Ucraina, autoveicoli e materie prime. Ospitiamo il contributo di Gianluca Di Loreto, Partner Bain & Company.
Il mercato europeo dell’auto sta risentendo della crisi internazionale in corso, che si aggiunge agli shock dovuti alla pandemia e alla conseguente crisi dei semiconduttori. Ma per quale motivo ne risente, dal momento che Russia, Bielorussia e Ucraina non sono mercati di acquisto così significativi? Infatti, questi tre Paesi, complessivamente, attirano circa il 2% delle vendite globali di vetture. La ragione è che questi Paesi sono in realtà cruciali nel meccanismo di approvvigionamento del comparto, soprattutto per quanto riguarda una serie di materiali e commodities assolutamente centrali per la produzione di autoveicoli.

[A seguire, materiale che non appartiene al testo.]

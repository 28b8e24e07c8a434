// Copyright 2025 xipcache Project Authors
//
// Licensed under the Apache License, Version 2.0 (the "License");
// you may not use this file except in compliance with the License.
// You may obtain a copy of the License at
//
//     http://www.apache.org/licenses/LICENSE-2.0
//
// Unless required by applicable law or agreed to in writing, software
// distributed under the License is distributed on an "AS IS" BASIS,
// WITHOUT WARRANTIES OR CONDITIONS OF ANY KIND, either express or implied.
// See the License for the specific language governing permissions and
// limitations under the License.

//! Cache file records.

use std::{
    collections::BTreeMap,
    fmt::Display,
    ops::Range,
    sync::atomic::{AtomicBool, AtomicU64, AtomicUsize, Ordering},
};

use intrusive_collections::LinkedListAtomicLink;
use parking_lot::{Condvar, Mutex, MutexGuard};
use serde::{Deserialize, Serialize};

use crate::{access::AccessIndex, extent::ExtentIndex, request::FileId};

/// Cache-device block index. The cache offset of a block is `block * block_size`.
pub type BlockId = u32;

/// Internal identifier of a cached file.
#[derive(Debug, Clone, Copy, PartialEq, Eq, PartialOrd, Ord, Hash, Serialize, Deserialize)]
pub struct CacheFileId(pub u64);

impl Display for CacheFileId {
    fn fmt(&self, f: &mut std::fmt::Formatter<'_>) -> std::fmt::Result {
        write!(f, "{}", self.0)
    }
}

/// A page of a cached file backed by a cache block.
#[derive(Debug, Clone, Copy, PartialEq, Eq)]
pub struct BlockEntry {
    /// The cache block holding the page.
    pub block: BlockId,
    /// Written through the buffered path (or folded in from a torn-down mapping) and not yet written back.
    pub dirty: bool,
}

/// Mutable per-file state, guarded by the per-file lock.
#[derive(Debug)]
pub struct FileState {
    /// Cached logical ranges.
    pub extents: ExtentIndex,
    /// In-flight byte ranges.
    pub access: AccessIndex,
    /// Page index to cache block.
    pub blocks: BTreeMap<u64, BlockEntry>,
}

impl FileState {
    /// Cache block of the page, if allocated.
    pub fn block(&self, page: u64) -> Option<BlockId> {
        self.blocks.get(&page).map(|entry| entry.block)
    }

    /// Allocated pages in the page range.
    pub fn pages(&self, pages: Range<u64>) -> impl Iterator<Item = (u64, &BlockEntry)> + '_ {
        self.blocks.range(pages).map(|(page, entry)| (*page, entry))
    }

    /// Remove the pages of the range from the block table and return their blocks.
    pub fn take_pages(&mut self, pages: Range<u64>) -> Vec<(u64, BlockEntry)> {
        let mut tail = self.blocks.split_off(&pages.start);
        let mut rest = tail.split_off(&pages.end);
        self.blocks.append(&mut rest);
        tail.into_iter().collect()
    }
}

/// Per-file cache state.
///
/// Created on the first request for a backing file and destroyed when the file is evicted from the cache
/// entirely. The record owns exactly one [`ExtentIndex`] and one [`AccessIndex`], both guarded by the
/// per-file lock. The condition variable is signaled whenever a reservation is released.
#[derive(Debug)]
pub struct CacheFile {
    id: CacheFileId,
    file: FileId,

    size: AtomicU64,
    block_count: AtomicUsize,
    retired: AtomicBool,

    pub(crate) link: LinkedListAtomicLink,

    state: Mutex<FileState>,
    pub(crate) cond: Condvar,
}

impl CacheFile {
    /// Create an empty cache file record for the backing file.
    pub fn new(id: CacheFileId, file: FileId, size: u64, unit: u64) -> Self {
        Self {
            id,
            file,
            size: AtomicU64::new(size),
            block_count: AtomicUsize::new(0),
            retired: AtomicBool::new(false),
            link: LinkedListAtomicLink::new(),
            state: Mutex::new(FileState {
                extents: ExtentIndex::new(unit),
                access: AccessIndex::default(),
                blocks: BTreeMap::new(),
            }),
            cond: Condvar::new(),
        }
    }

    /// Internal identifier.
    pub fn id(&self) -> CacheFileId {
        self.id
    }

    /// Backing file identifier.
    pub fn file(&self) -> FileId {
        self.file
    }

    /// Tracked file size.
    pub fn size(&self) -> u64 {
        self.size.load(Ordering::Acquire)
    }

    /// Raise the tracked size to `end` if it is larger.
    pub fn update_size(&self, end: u64) {
        self.size.fetch_max(end, Ordering::AcqRel);
    }

    /// Cache blocks held by the file.
    pub fn block_count(&self) -> usize {
        self.block_count.load(Ordering::Acquire)
    }

    pub(crate) fn add_blocks(&self, count: usize) {
        self.block_count.fetch_add(count, Ordering::AcqRel);
    }

    pub(crate) fn sub_blocks(&self, count: usize) {
        self.block_count.fetch_sub(count, Ordering::AcqRel);
    }

    /// Whether the record was evicted from the cache.
    pub fn is_retired(&self) -> bool {
        self.retired.load(Ordering::Acquire)
    }

    pub(crate) fn retire(&self) {
        self.retired.store(true, Ordering::Release);
        self.cond.notify_all();
    }

    /// Lock the per-file state.
    pub fn lock(&self) -> MutexGuard<'_, FileState> {
        self.state.lock()
    }
}

#[cfg(test)]
mod tests {
    use itertools::Itertools;

    use super::*;

    #[test_log::test]
    fn test_take_pages() {
        let file = CacheFile::new(CacheFileId(1), FileId(7), 0, 2 << 20);
        let mut state = file.lock();
        for page in 0..8 {
            state.blocks.insert(
                page,
                BlockEntry {
                    block: page as BlockId + 100,
                    dirty: page % 2 == 0,
                },
            );
        }

        let taken = state.take_pages(2..5);
        assert_eq!(taken.iter().map(|(page, _)| *page).collect_vec(), vec![2, 3, 4]);
        assert_eq!(state.blocks.keys().copied().collect_vec(), vec![0, 1, 5, 6, 7]);
        assert_eq!(state.block(5), Some(105));
        assert_eq!(state.block(3), None);
        assert_eq!(state.pages(0..6).filter(|(_, e)| e.dirty).count(), 1);
    }

    #[test_log::test]
    fn test_size_is_monotonic() {
        let file = CacheFile::new(CacheFileId(1), FileId(7), 10, 2 << 20);
        file.update_size(5);
        assert_eq!(file.size(), 10);
        file.update_size(4096);
        assert_eq!(file.size(), 4096);
    }
}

Basti pensare che il 100% del palladio – componente chiave per le marmitte catalitiche – scambiato a livello globale, e il 36% del nichel mondiale – elemento chiave per le batterie dei veicoli elettrici – provengono da queste aree.
Questo contesto pone grandi sfide: negli ultimi due anni le interruzioni della catena di approvvigionamento sono state molto più frequenti, prima con il COVID, poi con la crisi globale di chip, seguita da altri shock, ad esempio i sistemi di cablaggio, ora mancanti.
Eventuali trasferimenti di produzione potrebbero richiedere da 3 a 10 mesi, a causa dei tempi di attesa per i macchinari e la formazione del personale. Fino a 1 milione di veicoli sarà colpito dalla carenza di cablaggi e prevediamo che, nonostante la produzione di processori incrementerà in modo significativo nei prossimi 9-12 mesi, la crisi in Ucraina inciderà in modo significativo sulla filiera, in particolare per quanto riguarda la produzione di veicoli. Questo avrà un impatto sulle Case Auto che dovranno impegnarsi in un ripensamento a tutto tondo delle forniture e dei paradigmi consolidati. Va anche considerato che il calo della domanda europea dovuto alla guerra potrebbe in qualche modo rappresentare, nel medio termine, una sorta di “palliativo” alla carenza di componenti e allo scompenso domanda-offerta.
Nel 2022 e nel 2023 l’impatto sarà principalmente legato alla perdita di vendite dirette in Russia, Bielorussia e Ucraina. Dopo il 2024, l’impatto sarà legato alle ripercussioni economiche generali della guerra. Tuttavia, l’impatto della guerra sarà differente per area: l’Europa sarà la zona maggiormente colpita, data la vicinanza geografica e le connessioni locali nella catena di approvvigionamento. Canada, Messico e Stati Uniti avranno un impatto contenuto nell’immediato, con qualche rischio di rallentamento economico a medio termine. In Cina si potrebbe verificare a breve termine una riduzione moderata delle vendite, principalmente a causa del rinnovato blocco di COVID.
“La crisi ucraina sottolinea l’urgenza per le aziende di rafforzare la propria resilienza operativa. Questo conflitto si inserisce in un più ampio contesto di trend importanti che stavano già avendo un impatto significativo sul settore automobilistico: primo fra tutti, l’elettrificazione”, continuaDi Loreto.
In questo scenario, la visione tradizionale delle catene di approvvigionamento deve cambiare e i player del settore – per avere successo – devono abbracciare una visione end-to-end che colleghi la strategia della supply chain agli obiettivi aziendali generali.
“La digitalizzazione dei processi diventerà imprescindibile per aumentare la flessibilità operativa, così come l’ottimizzazione delle scorte ed un monitoraggio più puntuale di tutta la filiera a monte, con rotte di approvvigionamento più corte, saranno elementi sempre più irrinunciabili. Un esempio pratico: da un sistema con hub globali che riforniscono i diversi impianti dislocati nel mondo, alcune aziende stanno già valutando un approccio più regionale, dove ogni zona geografica abbia una sua indipendenza produttiva gestita da processi decisionali decentrati”, conclude Vittorio Melli, Senior Manager Bain & Company.